TASK GOAL — Using the line that contains "pub fn get_controller_mut(&mut" as the first line and the last line of the data as the final one, give every line in that range again exactly.

^^^^^^^^^^^^^^^^

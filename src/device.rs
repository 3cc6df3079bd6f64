use crate::bus::{I2CError, RegisterBus, TransportRegistry};
use crate::config::{ChannelConfig, PwmControllerConfig};
use crate::drivers::pca9685::{Pca9685, PWMError, FULL_SCALE};
use log::{info, warn};
use std::collections::HashMap;
use std::fmt::Display;

#[derive(Debug, PartialEq)]
pub enum DeviceError {
    NotFound(String),
    MissingRegistry,
    DuplicateDevice(String),
    HardwareError(String),
    InvalidConfig(String),
}

impl Display for DeviceError {
    fn fmt(&self, f: &mut std::fmt::Formatter<'_>) -> std::fmt::Result {
        f.write_str(&match self {
            DeviceError::NotFound(name) => format!("controller \"{}\" is not registered", name),
            DeviceError::MissingRegistry => "no I2C transport registry was configured".to_string(),
            DeviceError::DuplicateDevice(name) => format!("controller \"{}\" is already registered", name),
            DeviceError::HardwareError(desc) => format!("a hardware error has occurred: {}", desc),
            DeviceError::InvalidConfig(desc) => format!("invalid config: {}", desc),
        })
    }
}

impl std::error::Error for DeviceError {}

impl From<I2CError> for DeviceError {
    fn from(err: I2CError) -> Self {
        DeviceError::HardwareError(err.to_string())
    }
}

impl From<PWMError> for DeviceError {
    fn from(err: PWMError) -> Self {
        match err {
            PWMError::InvalidConfig(msg) => DeviceError::InvalidConfig(msg),
            other => DeviceError::HardwareError(other.to_string()),
        }
    }
}

struct PwmDevice {
    config: PwmControllerConfig,
    driver: Pca9685,
}

/// Owns the transport registry and every configured PWM chip.
pub struct DeviceServer {
    registry: TransportRegistry,
    devices: HashMap<String, PwmDevice>,
}

pub struct DeviceServerBuilder {
    registry: Option<TransportRegistry>,
    controllers: Vec<PwmControllerConfig>,
}

impl DeviceServerBuilder {
    pub fn configure() -> Self {
        DeviceServerBuilder {
            registry: None,
            controllers: Vec::new(),
        }
    }

    pub fn with_registry(mut self, registry: TransportRegistry) -> Self {
        self.registry = Some(registry);
        self
    }

    pub fn add_controller(mut self, config: PwmControllerConfig) -> Self {
        self.controllers.push(config);
        self
    }

    pub fn add_controllers(mut self, configs: Vec<PwmControllerConfig>) -> Self {
        self.controllers.extend(configs);
        self
    }

    pub fn build(self) -> Result<DeviceServer, DeviceError> {
        let registry = self.registry.ok_or(DeviceError::MissingRegistry)?;
        let mut server = DeviceServer::new(registry);

        for config in self.controllers {
            server.register_controller(config)?;
        }

        Ok(server)
    }
}

fn apply_channel(driver: &mut Pca9685, channel: &ChannelConfig) -> Result<(), PWMError> {
    match (channel.duty, channel.pulse_us) {
        (Some(duty), _) => driver.set_channel_duty_cycle(channel.channel, duty, channel.invert),
        (None, Some(pulse)) => driver.write_channel_microseconds(channel.channel, pulse).map(|_| ()),
        (None, None) => Err(PWMError::InvalidConfig(format!(
            "channel {} has neither duty nor pulse_us",
            channel.channel
        ))),
    }
}

impl DeviceServer {
    pub fn new(registry: TransportRegistry) -> Self {
        DeviceServer {
            registry,
            devices: HashMap::new(),
        }
    }

    pub fn registry(&self) -> &TransportRegistry {
        &self.registry
    }

    /// Binds a driver to the controller's bus and address. Nothing is sent
    /// to the chip until [`DeviceServer::start`].
    pub fn register_controller(&mut self, config: PwmControllerConfig) -> Result<(), DeviceError> {
        if self.devices.contains_key(&config.name) {
            return Err(DeviceError::DuplicateDevice(config.name));
        }

        let transport = self.registry.get(config.bus_id)?;
        let driver = Pca9685::new(RegisterBus::new(&transport, config.address));
        self.devices
            .insert(config.name.clone(), PwmDevice { config, driver });
        Ok(())
    }

    /// Brings up every chip: reset, clock, output driver, frequency, then the
    /// configured channel outputs.
    pub fn start(&mut self) -> Result<(), DeviceError> {
        let mut names: Vec<String> = self.devices.keys().cloned().collect();
        names.sort();

        for name in names {
            let device = match self.devices.get_mut(&name) {
                Some(device) => device,
                None => continue,
            };

            let config = &device.config;
            let driver = &mut device.driver;
            if !driver.is_initialized() {
                return Err(DeviceError::HardwareError(format!(
                    "controller \"{}\": I2C bus {} is not open",
                    name, config.bus_id
                )));
            }

            driver.initialize(config.external_prescale)?;
            driver.set_oscillator_frequency(config.oscillator_hz)?;
            driver.set_output_mode(config.totem_pole)?;
            if config.external_prescale == 0 {
                driver.set_output_frequency(config.frequency_hz)?;
            }

            for channel in &config.channels {
                apply_channel(driver, channel)?;
            }

            info!(
                "Controller \"{}\" running at {} Hz with {} channel(s) configured",
                name,
                driver.output_frequency(),
                config.channels.len()
            );
        }

        Ok(())
    }

    /// Switches every output off and puts the chips to sleep. Keeps going
    /// past failures so one bad chip does not leave the others running.
    pub fn shutdown(&mut self) {
        for (name, device) in self.devices.iter_mut() {
            if let Err(e) = device.driver.set_all_channels(0, FULL_SCALE) {
                warn!("Failed to switch off outputs of controller \"{}\": {}", name, e);
            }

            if let Err(e) = device.driver.sleep() {
                warn!("Failed to put controller \"{}\" to sleep: {}", name, e);
            }
        }
    }

    pub fn get_controller(&self, name: &str) -> Option<&Pca9685> {
        self.devices.get(name).map(|device| &device.driver)
    }

    pub fn get_controller_mut(&mut self, name: &str) -> Option<&mut Pca9685> {
        self.devices.get_mut(name).map(|device| &mut device.driver)
    }

    pub fn get_config(&self, name: &str) -> Option<&PwmControllerConfig> {
        self.devices.get(name).map(|device| &device.config)
    }

    pub fn controller_names(&self) -> Vec<&str> {
        let mut names: Vec<&str> = self.devices.keys().map(|x| x.as_str()).collect();
        names.sort();
        names
    }

    pub fn has_controller(&self, name: &str) -> bool {
        self.devices.contains_key(name)
    }

    pub fn remove_controller(&mut self, name: &str) -> Result<(), DeviceError> {
        match self.devices.remove(name) {
            Some(_) => Ok(()),
            None => Err(DeviceError::NotFound(name.to_string())),
        }
    }
}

^^^^^^^^^^^^^^^^

OUTPUT —
    pub fn get_controller_mut(&mut self, name: &str) -> Option<&mut Pca9685> {
        self.devices.get_mut(name).map(|device| &mut device.driver)
    }

    pub fn get_config(&self, name: &str) -> Option<&PwmControllerConfig> {
        self.devices.get(name).map(|device| &device.config)
    }

    pub fn controller_names(&self) -> Vec<&str> {
        let mut names: Vec<&str> = self.devices.keys().map(|x| x.as_str()).collect();
        names.sort();
        names
    }

    pub fn has_controller(&self, name: &str) -> bool {
        self.devices.contains_key(name)
    }

    pub fn remove_controller(&mut self, name: &str) -> Result<(), DeviceError> {
        match self.devices.remove(name) {
            Some(_) => Ok(()),
            None => Err(DeviceError::NotFound(name.to_string())),
        }
    }
}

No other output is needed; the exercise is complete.